La voie constitutionnelle 

Le rapport déposé par le Comité consultatif sur les enjeux constitutionnels du Québec au sein de la fédération canadienne (le Rapport) en novembre dernier proposait de modifier la Constitution afin d’obliger le gouvernement fédéral à désigner les juges de la Cour supérieure et de la Cour d’appel du Québec à partir de listes établies par le Québec, selon un processus s’apparentant à celui existant pour les juges de la Cour du Québec. Le Rapport propose d’avoir recours à la procédure de modification bilatérale (résolutions du Parlement fédéral et de l’Assemblée nationale du Québec) prévue à l’article 43 de la Loi constitutionnelle de 1982 afin d’ajouter une condition à l’article 98 de la Loi constitutionnelle de 1867. Cet article de Constitution prévoit déjà un « arrangement spécial » ou une asymétrie applicable uniquement au Québec.

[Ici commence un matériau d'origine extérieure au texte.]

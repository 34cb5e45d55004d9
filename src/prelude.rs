//! Prelude module for common tilepyramid types and traits
//!
//! This module re-exports the most commonly used types, traits, and functions
//! for easy importing with `use tilepyramid::prelude::*;`

pub use crate::core::{
    config::{CacheProfile, SourceCacheOptions, TransformOptions},
    geo::{Coordinate, LatLng, LatLngBounds, Point},
    tile_id::{CanonicalTileId, OverscaledTileId, TileKey, UnwrappedTileId},
    transform::{CoveringTilesOptions, Transform},
};

pub use crate::tiles::{
    cache::TileCache,
    events::{DataType, SourceEvent},
    feature_state::FeatureState,
    source::{
        SourceType, TileErrorKind, TileLoadError, TileLoadFuture, TilePayload, TileRequest,
        TileSource,
    },
    source_cache::{SourceCache, TileQueryResult, VisibleTile},
    tile::{Tile, TileState},
};

pub use crate::{Error as MapError, Result};

pub use instant::Instant;
pub use std::{sync::Arc, time::Duration};

pub use fxhash::{FxHashMap as HashMap, FxHashSet as HashSet, FxHasher};
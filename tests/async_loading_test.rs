#[cfg(test)]
mod async_loading_tests {
    use std::cell::RefCell;
    use std::rc::Rc;

    use futures::FutureExt;
    use tilepyramid::prelude::*;
    use tokio::sync::oneshot;

    type Reply = std::result::Result<TilePayload, TileLoadError>;

    /// Loads stay pending until the test answers them
    #[derive(Default)]
    struct DeferredSource {
        pending: RefCell<Vec<(OverscaledTileId, oneshot::Sender<Reply>)>>,
    }

    impl DeferredSource {
        /// Answer every outstanding request for `tile_id`, oldest first
        fn answer(&self, tile_id: OverscaledTileId, reply: impl Fn() -> Reply) -> usize {
            let mut pending = self.pending.borrow_mut();
            let (matching, rest): (Vec<_>, Vec<_>) =
                pending.drain(..).partition(|(id, _)| *id == tile_id);
            *pending = rest;
            let answered = matching.len();
            for (_, sender) in matching {
                let _ = sender.send(reply());
            }
            answered
        }

        fn answer_all(&self, reply: impl Fn() -> Reply) -> usize {
            let senders: Vec<_> = self.pending.borrow_mut().drain(..).collect();
            let count = senders.len();
            for (_, sender) in senders {
                let _ = sender.send(reply());
            }
            count
        }

        fn outstanding(&self) -> usize {
            self.pending.borrow().len()
        }
    }

    impl TileSource for DeferredSource {
        fn source_type(&self) -> SourceType {
            SourceType::Vector
        }

        fn max_zoom(&self) -> u8 {
            14
        }

        fn load_tile(&self, request: TileRequest) -> TileLoadFuture {
            let (tx, rx) = oneshot::channel();
            self.pending.borrow_mut().push((request.tile_id, tx));
            async move {
                rx.await
                    .unwrap_or_else(|_| Err(TileLoadError::transient("request dropped")))
            }
            .boxed_local()
        }
    }

    fn init_logger() {
        let _ = env_logger::builder().is_test(true).try_init();
    }

    fn setup() -> (Rc<DeferredSource>, SourceCache) {
        init_logger();
        let source = Rc::new(DeferredSource::default());
        let dyn_source: Rc<dyn TileSource> = source.clone();
        let cache = SourceCache::new("deferred", dyn_source, SourceCacheOptions::default()).unwrap();
        (source, cache)
    }

    fn viewport(zoom: f64) -> Transform {
        let mut transform = Transform::new();
        transform.resize(512.0, 512.0).unwrap();
        transform.set_zoom(zoom).unwrap();
        transform
    }

    fn ok() -> Reply {
        Ok(TilePayload::new(vec![1, 2, 3]))
    }

    #[tokio::test]
    async fn test_loads_complete_asynchronously() {
        let (source, mut cache) = setup();
        let events = cache.subscribe();

        cache.update(&viewport(1.0));
        assert_eq!(cache.pending_loads(), 4);
        assert!(!cache.loaded());
        assert!(cache.get_renderable_ids(false).is_empty());

        assert_eq!(source.answer_all(ok), 4);
        let mut completed = Vec::new();
        while let Some(tile_id) = cache.next_loaded().await {
            completed.push(tile_id);
        }
        assert_eq!(completed.len(), 4);
        assert!(cache.loaded());
        assert_eq!(cache.get_renderable_ids(false).len(), 4);

        let events: Vec<SourceEvent> = events.try_iter().collect();
        let loading = events
            .iter()
            .filter(|e| matches!(e, SourceEvent::DataLoading { .. }))
            .count();
        let data = events
            .iter()
            .filter(|e| matches!(e, SourceEvent::Data { data_type: DataType::Source, .. }))
            .count();
        assert_eq!((loading, data), (4, 4));
    }

    #[tokio::test]
    async fn test_late_response_for_removed_tile_is_ignored() {
        let (source, mut cache) = setup();
        let events = cache.subscribe();
        cache.update(&viewport(1.0));

        cache.set_used(false);
        cache.update(&viewport(1.0));
        assert_eq!(cache.tile_count(), 0);
        assert_eq!(cache.pending_loads(), 0);

        source.answer_all(ok);
        assert_eq!(cache.next_loaded().await, None);
        assert!(events
            .try_iter()
            .all(|e| matches!(e, SourceEvent::DataLoading { .. })));
        assert!(cache.cache().is_empty(), "tiles without data are never cached");
    }

    #[tokio::test]
    async fn test_transient_error_is_reported() {
        let (source, mut cache) = setup();
        let events = cache.subscribe();
        cache.update(&viewport(1.0));

        let failing = OverscaledTileId::new(1, 0, 1, 1, 1);
        source.answer(failing, || Err(TileLoadError::transient("connection reset")));
        assert_eq!(cache.next_loaded().await, Some(failing));

        let tile = cache.get_tile(&failing).unwrap();
        assert_eq!(tile.state(), TileState::Errored);
        assert_eq!(tile.error().map(|e| e.kind), Some(TileErrorKind::Transient));

        let errors: Vec<SourceEvent> = events
            .try_iter()
            .filter(|e| matches!(e, SourceEvent::Error { .. }))
            .collect();
        assert_eq!(errors.len(), 1);
        assert_eq!(errors[0].tile_id(), failing);
    }

    #[tokio::test]
    async fn test_not_found_requests_parent() {
        let (source, mut cache) = setup();
        let events = cache.subscribe();
        cache.update(&viewport(1.0));

        let missing = OverscaledTileId::new(1, 0, 1, 0, 0);
        source.answer(missing, || Err(TileLoadError::not_found("no such tile")));
        assert_eq!(cache.next_loaded().await, Some(missing));

        let root = OverscaledTileId::new(0, 0, 0, 0, 0);
        assert_eq!(
            cache.get_tile(&root).map(Tile::state),
            Some(TileState::Loading),
            "the parent should be requested as a stand-in"
        );
        assert_eq!(cache.pending_loads(), 4);
        assert!(events
            .try_iter()
            .all(|e| !matches!(e, SourceEvent::Error { .. })));

        source.answer(root, ok);
        assert_eq!(cache.next_loaded().await, Some(root));
        assert_eq!(cache.get_renderable_ids(false), vec![root]);
    }

    #[tokio::test]
    async fn test_process_ready_loads_applies_settled_loads() {
        let (source, mut cache) = setup();
        cache.update(&viewport(1.0));

        source.answer(OverscaledTileId::new(1, 0, 1, 0, 0), ok);
        source.answer(OverscaledTileId::new(1, 0, 1, 1, 0), ok);
        assert_eq!(cache.process_ready_loads(), 2);
        assert_eq!(cache.pending_loads(), 2);
        assert_eq!(cache.process_ready_loads(), 0);
    }

    #[tokio::test]
    async fn test_reload_supersedes_pending_load() {
        let (source, mut cache) = setup();
        cache.update(&viewport(0.0));
        let root = OverscaledTileId::new(0, 0, 0, 0, 0);

        cache.reload();
        assert_eq!(source.outstanding(), 2);
        assert_eq!(cache.pending_loads(), 1);
        assert_eq!(cache.get_tile(&root).map(Tile::state), Some(TileState::Loading));

        // both requests answer; only the second one is applied
        let mut replies = vec![1u8, 2u8].into_iter();
        let senders: Vec<_> = source.pending.borrow_mut().drain(..).collect();
        for (_, sender) in senders {
            let byte = replies.next().unwrap();
            let _ = sender.send(Ok(TilePayload::new(vec![byte])));
        }

        assert_eq!(cache.next_loaded().await, Some(root));
        assert_eq!(cache.next_loaded().await, None);
        let data = cache.get_tile(&root).and_then(Tile::data).unwrap();
        assert_eq!(data.as_slice(), &[2]);
    }
}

Les juges des cours du Québec doivent être choisis parmi les membres du barreau de la seule entitée fédérée du Canada dotée d’une tradition juridique civiliste[1].

Sur le plan constitutionnel, cette proposition a le mérite d’être audacieuse et d’éviter certains écueils. Par exemple, une modification de plus grande ampleur, qui viendrait modifier le rôle du gouverneur général dans la désignation des juges, nécessiterait une procédure d’amendement du consentement unanime, car le changement concernerait la charge du représentant de la monarchie britannique[2]. De même, des négociations multilatérales entre les provinces et le gouvernement fédéral s’avéreraient nécessaires en cas de volonté de changer durablement le processus de désignation pour toutes les parties de la fédération.

L’approfondissement de « l’arrangement spécial » de l’article 98 rend possible l’utilisation de la procédure bilatérale de l’article 43, la même qui a conduit au succès de la déconfessionnalisation du système scolaire en 1997. 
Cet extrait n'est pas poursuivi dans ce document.